Gomez was born and raised in Medellin, Columbia, a city known as one of the most dangerous in the world, he said.

“I remember standing on the street at 3 a.m. for hours, waiting in line to get a jug of milk,” Gomez said. “I never thought anything of it. It’s just the way it was growing up.”

In 1982, when Gomez was 12, he and his family packed up and moved to Boca Raton, Fla.

“I remember when we moved, somebody asked me to go get milk,” Gomez explained. “I thought ‘oh okay, I have to get up at 3 a.m. to wait in a line on the street.’ I didn’t realize there were 7-11’s everywhere that I could just walk into and buy a gallon of milk from.”

Five years after moving to the states, Gomez graduated from Boca Raton High School.

“After I graduated high school I really wanted to travel and see the world,” Gomez said. “My old soccer coach talked to me about the Air Force, so I went and talked to a recruiter and ended up enlisting.”

Three years into his career, however, the only part of the world the Air Force had showed Gomez was Offutt Air Force Base in Nebraska.

“I was up for re-enlistment and I told them I wanted to go overseas,” Gomez explained. “They said they couldn’t send me overseas because I didn’t have my citizenship.”

After realizing not being an American citizen was holding him back from traveling the world while he served the nation he called home, he finally started the citizenship process.
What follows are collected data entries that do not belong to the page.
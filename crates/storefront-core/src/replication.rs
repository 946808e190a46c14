//! Replication channel - ordered fan-out of record deltas from the
//! authoritative store to every observer.
//!
//! Every delta carries the full new value of one record and a
//! channel-wide sequence number. Observers keep the last sequence applied
//! per record and drop anything older or equal, which makes delivery
//! idempotent and tolerant of reordering between records.
//!
//! Frames for remote observers are queued per participant; whatever
//! transport the host uses pulls them with [`ReplicationChannel::drain`] or
//! [`ReplicationChannel::flush`]. The authority's own mirror and any local
//! hooks are updated synchronously inside [`ReplicationChannel::publish`].

use std::collections::{BTreeMap, BTreeSet, HashMap, VecDeque};

use serde::{Deserialize, Serialize};
use storefront_logic::buffs::BuffRecord;
use storefront_logic::events::EventId;
use storefront_logic::quests::{QuestProgress, QuestTier};
use storefront_logic::upgrades::{PendingUpgrade, UpgradeLevelPair, UpgradeTrack};

use crate::gateway::ParticipantId;
use crate::mirror::Mirror;
use crate::wire;

/// Identity of one replicated record.
#[derive(Debug, Clone, Copy, PartialEq, Eq, Hash, Serialize, Deserialize)]
pub enum RecordKey {
    Slot(u8),
    Buffs,
    Upgrade(UpgradeTrack),
    PendingUpgrades,
    ActiveEvent,
    Day,
    UnlockedTier,
}

/// Observer-facing summary of the active event.
#[derive(Debug, Clone, PartialEq, Eq, Serialize, Deserialize)]
pub struct ActiveEvent {
    pub id: EventId,
    pub name: String,
}

/// Full new value of one record.
#[derive(Debug, Clone, PartialEq, Serialize, Deserialize)]
pub enum Delta {
    Slot { slot: u8, progress: Option<QuestProgress> },
    Buffs(Vec<BuffRecord>),
    Upgrade { track: UpgradeTrack, levels: UpgradeLevelPair },
    PendingUpgrades(Vec<PendingUpgrade>),
    ActiveEvent(Option<ActiveEvent>),
    Day(u32),
    UnlockedTier(QuestTier),
}

impl Delta {
    pub fn key(&self) -> RecordKey {
        match self {
            Delta::Slot { slot, .. } => RecordKey::Slot(*slot),
            Delta::Buffs(_) => RecordKey::Buffs,
            Delta::Upgrade { track, .. } => RecordKey::Upgrade(*track),
            Delta::PendingUpgrades(_) => RecordKey::PendingUpgrades,
            Delta::ActiveEvent(_) => RecordKey::ActiveEvent,
            Delta::Day(_) => RecordKey::Day,
            Delta::UnlockedTier(_) => RecordKey::UnlockedTier,
        }
    }
}

#[derive(Debug, Clone, PartialEq, Serialize, Deserialize)]
pub struct Envelope {
    pub version: u8,
    pub seq: u64,
    pub delta: Delta,
}

impl Envelope {
    pub fn new(seq: u64, delta: Delta) -> Self {
        Self {
            version: wire::FRAME_VERSION,
            seq,
            delta,
        }
    }
}

/// Host transport for encoded frames.
pub trait Transport {
    fn send(&mut self, to: ParticipantId, frame: &[u8]);
}

type DeltaHook = Box<dyn FnMut(&Envelope) + Send>;

pub struct ReplicationChannel {
    next_seq: u64,
    last_seq: HashMap<RecordKey, u64>,
    observers: BTreeSet<ParticipantId>,
    outbox: BTreeMap<ParticipantId, VecDeque<Vec<u8>>>,
    hooks: Vec<DeltaHook>,
    local: Mirror,
}

impl Default for ReplicationChannel {
    fn default() -> Self {
        Self::new()
    }
}

impl ReplicationChannel {
    pub fn new() -> Self {
        Self {
            next_seq: 0,
            last_seq: HashMap::new(),
            observers: BTreeSet::new(),
            outbox: BTreeMap::new(),
            hooks: Vec::new(),
            local: Mirror::new(),
        }
    }

    /// Register a local reaction hook, called for every published delta.
    pub fn on_delta(&mut self, hook: impl FnMut(&Envelope) + Send + 'static) {
        self.hooks.push(Box::new(hook));
    }

    pub fn connect(&mut self, participant: ParticipantId) {
        self.observers.insert(participant);
        self.outbox.entry(participant).or_default();
    }

    /// Stop delivering to a participant and discard its queued frames.
    pub fn disconnect(&mut self, participant: ParticipantId) {
        self.observers.remove(&participant);
        self.outbox.remove(&participant);
    }

    pub fn observers(&self) -> impl Iterator<Item = ParticipantId> + '_ {
        self.observers.iter().copied()
    }

    /// Fan a delta out to the local mirror, the hooks and every observer,
    /// in that order. Returns the sequence number assigned.
    pub fn publish(&mut self, delta: Delta) -> u64 {
        self.next_seq += 1;
        let seq = self.next_seq;
        let envelope = Envelope::new(seq, delta);
        self.last_seq.insert(envelope.delta.key(), seq);

        self.local.apply(&envelope);
        for hook in &mut self.hooks {
            hook(&envelope);
        }

        match wire::encode(&envelope) {
            Ok(frame) => {
                for observer in &self.observers {
                    self.outbox
                        .entry(*observer)
                        .or_default()
                        .push_back(frame.clone());
                }
            }
            Err(e) => log::error!("Failed to encode delta {}: {}", seq, e),
        }
        seq
    }

    /// Queue a full-state snapshot for one participant. Each record is
    /// stamped with the sequence of its latest broadcast so later
    /// broadcasts still supersede it.
    pub fn send_snapshot(&mut self, participant: ParticipantId, deltas: Vec<Delta>) {
        if !self.observers.contains(&participant) {
            return;
        }
        for delta in deltas {
            let seq = self.last_seq.get(&delta.key()).copied().unwrap_or(0);
            let envelope = Envelope::new(seq, delta);
            match wire::encode(&envelope) {
                Ok(frame) => self.outbox.entry(participant).or_default().push_back(frame),
                Err(e) => log::error!("Failed to encode snapshot frame: {}", e),
            }
        }
    }

    /// Take every frame queued for a participant, in emission order.
    pub fn drain(&mut self, participant: ParticipantId) -> Vec<Vec<u8>> {
        self.outbox
            .get_mut(&participant)
            .map(|q| q.drain(..).collect())
            .unwrap_or_default()
    }

    /// Push all queued frames through a transport. Returns frames sent.
    pub fn flush(&mut self, transport: &mut dyn Transport) -> usize {
        let mut sent = 0;
        for (participant, queue) in &mut self.outbox {
            for frame in queue.drain(..) {
                transport.send(*participant, &frame);
                sent += 1;
            }
        }
        sent
    }

    pub fn pending_frames(&self, participant: ParticipantId) -> usize {
        self.outbox.get(&participant).map_or(0, VecDeque::len)
    }

    /// The authority's own observer-side mirror.
    pub fn local_mirror(&self) -> &Mirror {
        &self.local
    }

    pub fn last_seq(&self) -> u64 {
        self.next_seq
    }
}

#[cfg(test)]
mod tests {
    use super::*;
    use std::sync::{Arc, Mutex};

    struct Recorder(Vec<(ParticipantId, usize)>);

    impl Transport for Recorder {
        fn send(&mut self, to: ParticipantId, frame: &[u8]) {
            self.0.push((to, frame.len()));
        }
    }

    #[test]
    fn publish_orders_sequences() {
        let mut channel = ReplicationChannel::new();
        let a = channel.publish(Delta::Day(1));
        let b = channel.publish(Delta::Day(2));
        assert!(b > a);
        assert_eq!(channel.local_mirror().day(), 2);
    }

    #[test]
    fn observers_receive_in_order() {
        let mut channel = ReplicationChannel::new();
        let p = ParticipantId(3);
        channel.connect(p);
        channel.publish(Delta::Day(1));
        channel.publish(Delta::Day(2));

        let frames = channel.drain(p);
        assert_eq!(frames.len(), 2);
        let first = wire::decode(&frames[0]).unwrap();
        let second = wire::decode(&frames[1]).unwrap();
        assert!(first.seq < second.seq);
        assert_eq!(second.delta, Delta::Day(2));
        assert!(channel.drain(p).is_empty());
    }

    #[test]
    fn hooks_see_every_delta() {
        let seen = Arc::new(Mutex::new(Vec::new()));
        let sink = Arc::clone(&seen);
        let mut channel = ReplicationChannel::new();
        channel.on_delta(move |env| sink.lock().unwrap().push(env.seq));
        channel.publish(Delta::Day(1));
        channel.publish(Delta::UnlockedTier(QuestTier::Medium));
        assert_eq!(*seen.lock().unwrap(), vec![1, 2]);
    }

    #[test]
    fn disconnected_observer_gets_nothing() {
        let mut channel = ReplicationChannel::new();
        let p = ParticipantId(1);
        channel.connect(p);
        channel.disconnect(p);
        channel.publish(Delta::Day(4));
        assert_eq!(channel.pending_frames(p), 0);
    }

    #[test]
    fn snapshot_uses_latest_record_seq() {
        let mut channel = ReplicationChannel::new();
        channel.publish(Delta::Day(9));
        let p = ParticipantId(2);
        channel.connect(p);
        channel.send_snapshot(p, vec![Delta::Day(9), Delta::Buffs(vec![])]);
        let frames = channel.drain(p);
        assert_eq!(wire::decode(&frames[0]).unwrap().seq, 1);
        assert_eq!(wire::decode(&frames[1]).unwrap().seq, 0);
    }

    #[test]
    fn flush_sends_everything() {
        let mut channel = ReplicationChannel::new();
        channel.connect(ParticipantId(1));
        channel.connect(ParticipantId(2));
        channel.publish(Delta::Day(2));
        let mut transport = Recorder(Vec::new());
        assert_eq!(channel.flush(&mut transport), 2);
        assert_eq!(channel.pending_frames(ParticipantId(1)), 0);
    }
}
Being in the military helped him get his citizenship in just a few months.

In 1992 Gomez decided it was time for a change and he got out of the Air Force – if only temporarily.
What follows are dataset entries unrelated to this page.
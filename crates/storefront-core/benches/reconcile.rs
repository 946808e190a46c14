use criterion::{black_box, criterion_group, criterion_main, BatchSize, Criterion};
use storefront_core::prelude::*;

const CONSUMER_KINDS: [StatKind; 4] = [
    StatKind::MovementSpeed,
    StatKind::CustomerWaitTime,
    StatKind::CustomerSpawnInterval,
    StatKind::DeliveryReward,
];

fn session(consumers: usize) -> (ProgressionEngine, ManualClock) {
    let mut clock = ManualClock::new(1);
    let mut engine = ProgressionEngine::new(
        EngineConfig::default(),
        Catalog::builtin().expect("bundled catalog"),
        &mut clock,
    );
    for _ in 0..consumers {
        engine.spawn_consumer(&CONSUMER_KINDS);
    }
    let host = ParticipantId(1);
    engine.connect(host);
    engine.submit(host, Intent::AcceptQuest(0));
    engine.submit(host, Intent::PurchaseUpgrade(UpgradeTrack::Signage));
    engine.submit(host, Intent::SetEventIndex(Some(0)));
    engine.pump(&clock);
    (engine, clock)
}

fn bench_day_boundary(c: &mut Criterion) {
    let mut group = c.benchmark_group("day_boundary");
    for consumers in [10, 100, 1_000] {
        group.bench_function(format!("{consumers}_consumers"), |b| {
            b.iter_batched(
                || session(consumers),
                |(mut engine, mut clock)| {
                    clock.advance_day();
                    black_box(engine.pump(&clock))
                },
                BatchSize::SmallInput,
            )
        });
    }
    group.finish();
}

fn bench_event_toggle(c: &mut Criterion) {
    let (mut engine, clock) = session(500);
    let host = ParticipantId(1);
    c.bench_function("event_toggle_500", |b| {
        b.iter(|| {
            engine.submit(host, Intent::SetEventIndex(None));
            engine.submit(host, Intent::SetEventIndex(Some(1)));
            black_box(engine.pump(&clock))
        })
    });
}

criterion_group!(benches, bench_day_boundary, bench_event_toggle);
criterion_main!(benches);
“I was back home in Florida and a friend of mine in Virginia called me about a reserve medical evacuation fly job,” Gomez said. “It seemed like something I’d like, so I moved to Virginia to join the unit.”

Gomez has been with the 459th Aeromedical Evacuation Squadron out of Andrews Air Force Base, Md., since, although he is currently deployed with the 651st AES.
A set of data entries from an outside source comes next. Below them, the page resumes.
//! Progression engine - one running shop session.
//!
//! Owns the authoritative store and the collaborators it writes through:
//! the replication channel, the request gateway, the shared wallet, the
//! stat-consumer world and the seeded RNG. The day clock stays outside and
//! is only subscribed to.

use hecs::{Entity, World};
use rand::rngs::StdRng;
use rand::SeedableRng;
use storefront_logic::buffs::BuffId;
use storefront_logic::constants::is_rent_day;
use storefront_logic::effects::StatKind;
use storefront_logic::events::EventId;
use storefront_logic::quests::QuestSignal;
use storefront_logic::selection::generate_calendar;
use storefront_logic::upgrades::UpgradeTrack;

use crate::catalog::Catalog;
use crate::clock::{DayClock, DaySubscription};
use crate::config::EngineConfig;
use crate::error::Rejection;
use crate::gateway::{Inbound, Intent, ParticipantId, RequestGateway};
use crate::ledger::{CurrencyLedger, Wallet};
use crate::mirror::Mirror;
use crate::reconciler::{DailyReconciler, DayReport};
use crate::replication::{Envelope, ReplicationChannel, Transport};
use crate::stats::Stats;
use crate::store::{Applied, ApplyContext, AuthoritativeStore};

/// Everything one [`ProgressionEngine::pump`] processed.
#[derive(Debug, Default)]
pub struct PumpReport {
    pub applied: Vec<(ParticipantId, Applied)>,
    pub rejected: Vec<(ParticipantId, Rejection)>,
    /// Quest slots moved by progress signals.
    pub progressed: usize,
    /// Currency paid out by event delivery bonuses.
    pub bonus_paid: i64,
    pub days: Vec<DayReport>,
}

pub struct ProgressionEngine {
    store: AuthoritativeStore,
    channel: ReplicationChannel,
    gateway: RequestGateway,
    reconciler: DailyReconciler,
    wallet: Wallet,
    world: World,
    rng: StdRng,
    days: DaySubscription,
}

impl ProgressionEngine {
    /// Start a session on the clock's current day: build the event
    /// calendar, fill the quest slots and apply any event scheduled today.
    pub fn new(mut config: EngineConfig, catalog: Catalog, clock: &mut impl DayClock) -> Self {
        config.starting_day = clock.current_day();
        let mut rng = StdRng::seed_from_u64(config.seed);
        let calendar = generate_calendar(&catalog.event_ids(), &config.calendar_rules(), &mut rng);
        log::info!(
            "Session starting on day {} with {} scheduled events",
            config.starting_day,
            calendar.len()
        );

        let wallet = Wallet::new(config.starting_balance);
        let mut engine = Self {
            store: AuthoritativeStore::new(config, catalog, calendar),
            channel: ReplicationChannel::new(),
            gateway: RequestGateway::new(),
            reconciler: DailyReconciler::new(),
            wallet,
            world: World::new(),
            rng,
            days: clock.subscribe(),
        };
        let mut ctx = ApplyContext {
            channel: &mut engine.channel,
            ledger: &mut engine.wallet,
            world: &mut engine.world,
        };
        engine
            .reconciler
            .open_day(&mut engine.store, &mut ctx, &mut engine.rng);
        engine
    }

    /// Stop listening to the clock.
    pub fn shutdown(self, clock: &mut impl DayClock) {
        clock.unsubscribe(self.days);
    }

    // ── Participants ───────────────────────────────────────────────────

    /// Register a participant and queue a full-state snapshot for it.
    pub fn connect(&mut self, participant: ParticipantId) {
        if !self.gateway.register(participant) {
            log::debug!("Participant {} reconnected", participant.0);
        }
        self.channel.connect(participant);
        self.channel.send_snapshot(participant, self.store.full_state());
        log::info!("Participant {} joined on day {}", participant.0, self.store.day());
    }

    pub fn disconnect(&mut self, participant: ParticipantId) {
        self.gateway.unregister(participant);
        self.channel.disconnect(participant);
        log::info!("Participant {} left", participant.0);
    }

    // ── Inbound ────────────────────────────────────────────────────────

    pub fn submit(&mut self, from: ParticipantId, intent: Intent) -> u64 {
        self.gateway.submit(from, intent)
    }

    pub fn signal(&mut self, signal: QuestSignal) -> u64 {
        self.gateway.signal(signal)
    }

    /// Apply everything queued in receipt order, then reconcile once for
    /// every day boundary the clock reported since the last pump.
    pub fn pump(&mut self, clock: &impl DayClock) -> PumpReport {
        let mut report = PumpReport::default();

        for inbound in self.gateway.drain() {
            let mut ctx = ApplyContext {
                channel: &mut self.channel,
                ledger: &mut self.wallet,
                world: &mut self.world,
            };
            match inbound {
                Inbound::Request(request) => {
                    if !self.gateway.is_registered(request.from) {
                        log::warn!("Dropping request from unknown participant {}", request.from.0);
                        report
                            .rejected
                            .push((request.from, Rejection::UnknownParticipant(request.from)));
                        continue;
                    }
                    match self.store.apply(&request, &mut ctx) {
                        Ok(applied) => report.applied.push((request.from, applied)),
                        Err(reason) => report.rejected.push((request.from, reason)),
                    }
                }
                Inbound::Signal(signal) => {
                    report.progressed += self.store.record_signal(&signal, &mut ctx);
                    if signal == QuestSignal::DeliveryCompleted {
                        if let Some(bonus) = self.store.roll_delivery_bonus(&mut ctx, &mut self.rng) {
                            log::info!("Delivery bonus paid: {}", bonus);
                            report.bonus_paid += bonus;
                        }
                    }
                }
            }
        }

        let boundaries = self.days.drain() as u32;
        if boundaries > 0 {
            let today = clock.current_day();
            let first = today.saturating_sub(boundaries - 1);
            for day in first..=today {
                if let Some(day_report) = self.advance_to(day) {
                    report.days.push(day_report);
                }
            }
        }
        report
    }

    /// Run the boundary sequence for `day` directly.
    pub fn advance_to(&mut self, day: u32) -> Option<DayReport> {
        let mut ctx = ApplyContext {
            channel: &mut self.channel,
            ledger: &mut self.wallet,
            world: &mut self.world,
        };
        self.reconciler
            .reconcile(&mut self.store, day, &mut ctx, &mut self.rng)
    }

    /// Remove a buff immediately, reverting its amount.
    pub fn revoke_buff(&mut self, id: BuffId) -> Result<Applied, Rejection> {
        let mut ctx = ApplyContext {
            channel: &mut self.channel,
            ledger: &mut self.wallet,
            world: &mut self.world,
        };
        self.store.revoke_buff(id, &mut ctx)
    }

    // ── Stat consumers ─────────────────────────────────────────────────

    /// Spawn a consumer owning the given stats at their current values.
    pub fn spawn_consumer(&mut self, kinds: &[StatKind]) -> Entity {
        self.store.spawn_consumer(&mut self.world, kinds)
    }

    pub fn despawn_consumer(&mut self, entity: Entity) -> bool {
        self.world.despawn(entity).is_ok()
    }

    /// A consumer's current field value.
    pub fn consumer_stat(&self, entity: Entity, stat: StatKind) -> Option<f32> {
        self.world.get::<&Stats>(entity).ok()?.get(stat)
    }

    pub fn applied_stat(&self, stat: StatKind) -> f32 {
        self.store.applied_stat(stat)
    }

    // ── Replication ────────────────────────────────────────────────────

    pub fn on_delta(&mut self, hook: impl FnMut(&Envelope) + Send + 'static) {
        self.channel.on_delta(hook);
    }

    pub fn drain_frames(&mut self, participant: ParticipantId) -> Vec<Vec<u8>> {
        self.channel.drain(participant)
    }

    pub fn flush(&mut self, transport: &mut dyn Transport) -> usize {
        self.channel.flush(transport)
    }

    pub fn local_mirror(&self) -> &Mirror {
        self.channel.local_mirror()
    }

    // ── Queries ────────────────────────────────────────────────────────

    pub fn balance(&self) -> i64 {
        self.wallet.balance()
    }

    /// The shared wallet, for payouts outside progression (sales, rent).
    pub fn wallet_mut(&mut self) -> &mut Wallet {
        &mut self.wallet
    }

    pub fn upgrade_price(&self, track: UpgradeTrack) -> i64 {
        self.store.upgrade_price(track)
    }

    pub fn day(&self) -> u32 {
        self.store.day()
    }

    pub fn is_rent_day(&self, day: u32) -> bool {
        is_rent_day(day, self.store.config().rent_day_interval)
    }

    pub fn event_on(&self, day: u32) -> Option<EventId> {
        self.store.calendar().event_on(day)
    }

    /// The next scheduled event strictly after today.
    pub fn next_event(&self) -> Option<(u32, EventId)> {
        self.store.calendar().next_after(self.store.day())
    }

    pub fn store(&self) -> &AuthoritativeStore {
        &self.store
    }

    pub fn world(&self) -> &World {
        &self.world
    }
}

#[cfg(test)]
mod tests {
    use super::*;
    use crate::clock::ManualClock;

    fn engine(clock: &mut ManualClock) -> ProgressionEngine {
        ProgressionEngine::new(EngineConfig::default(), Catalog::builtin().unwrap(), clock)
    }

    #[test]
    fn calendar_avoids_rent_days() {
        let mut clock = ManualClock::new(1);
        let e = engine(&mut clock);
        assert!(!e.store().calendar().is_empty());
        for (day, _) in e.store().calendar().iter() {
            assert!(!e.is_rent_day(day), "event on rent day {}", day);
        }
    }

    #[test]
    fn same_seed_same_session() {
        let mut c1 = ManualClock::new(1);
        let mut c2 = ManualClock::new(1);
        let a = engine(&mut c1);
        let b = engine(&mut c2);
        let days_a: Vec<_> = a.store().calendar().iter().collect();
        let days_b: Vec<_> = b.store().calendar().iter().collect();
        assert_eq!(days_a, days_b);
        for slot in 0..a.store().slot_count() {
            assert_eq!(
                a.store().slot(slot).map(|p| p.quest_id),
                b.store().slot(slot).map(|p| p.quest_id)
            );
        }
    }

    #[test]
    fn unknown_participant_rejected() {
        let mut clock = ManualClock::new(1);
        let mut e = engine(&mut clock);
        e.submit(ParticipantId(99), Intent::AcceptQuest(0));
        let report = e.pump(&clock);
        assert_eq!(
            report.rejected,
            vec![(ParticipantId(99), Rejection::UnknownParticipant(ParticipantId(99)))]
        );
    }

    #[test]
    fn pump_reconciles_each_boundary() {
        let mut clock = ManualClock::new(1);
        let mut e = engine(&mut clock);
        clock.advance_day();
        clock.advance_day();
        let report = e.pump(&clock);
        assert_eq!(report.days.iter().map(|d| d.day).collect::<Vec<_>>(), vec![2, 3]);
        assert_eq!(e.day(), 3);
        assert_eq!(e.local_mirror().day(), 3);
    }

    #[test]
    fn shutdown_unsubscribes() {
        let mut clock = ManualClock::new(1);
        let e = engine(&mut clock);
        assert_eq!(clock.subscriber_count(), 1);
        e.shutdown(&mut clock);
        assert_eq!(clock.subscriber_count(), 0);
    }
}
Gomez has enjoyed a diverse career, at different times working as a contractor, serving as the training noncommissioned officer for the American Embassy in Nicaragua, and training others as a medical technician instructor.

Even with all of Gomez’s accomplishments, at the end of the day, he still wanted to serve his country in Afghanistan and put his skills to use.

“For us in the reserve, deployments are basically voluntary. But my squadron was deploying in the winter, after [my wife] Heather has [our second child] and I didn’t want to leave her.”

Instead, with the support of his wife, Gomez got on a deployment with his current squadron during the spring and summer of 2011, during Heather’s pregnancy.

“This was important to Johnny and throughout our relationship, he has always wanted to put his training to use,” said Heather, through e-mail. “The troops need someone like him, someone who always seems to know what to do and when to do it. There was never a question of him not deploying.”

Whether it be luck or blessing, Gomez is due back to the states six days before Heather is scheduled to give birth.

Until then, Gomez continues to stay in the fight doing what he has been trained to do for nearly 20 years.

“When you’re evacuating a [wounded] U.S. serviceman or women and you see them lying on a cot, it’s hard,” he continued. “It’s a huge sense of accomplishment, though, when you get them where they need to be and you know they’re going to get to see their loved ones back home again.”

Gomez is nearing the end of his deployment and looks forward to returning to his growing family in Maryland in the coming months.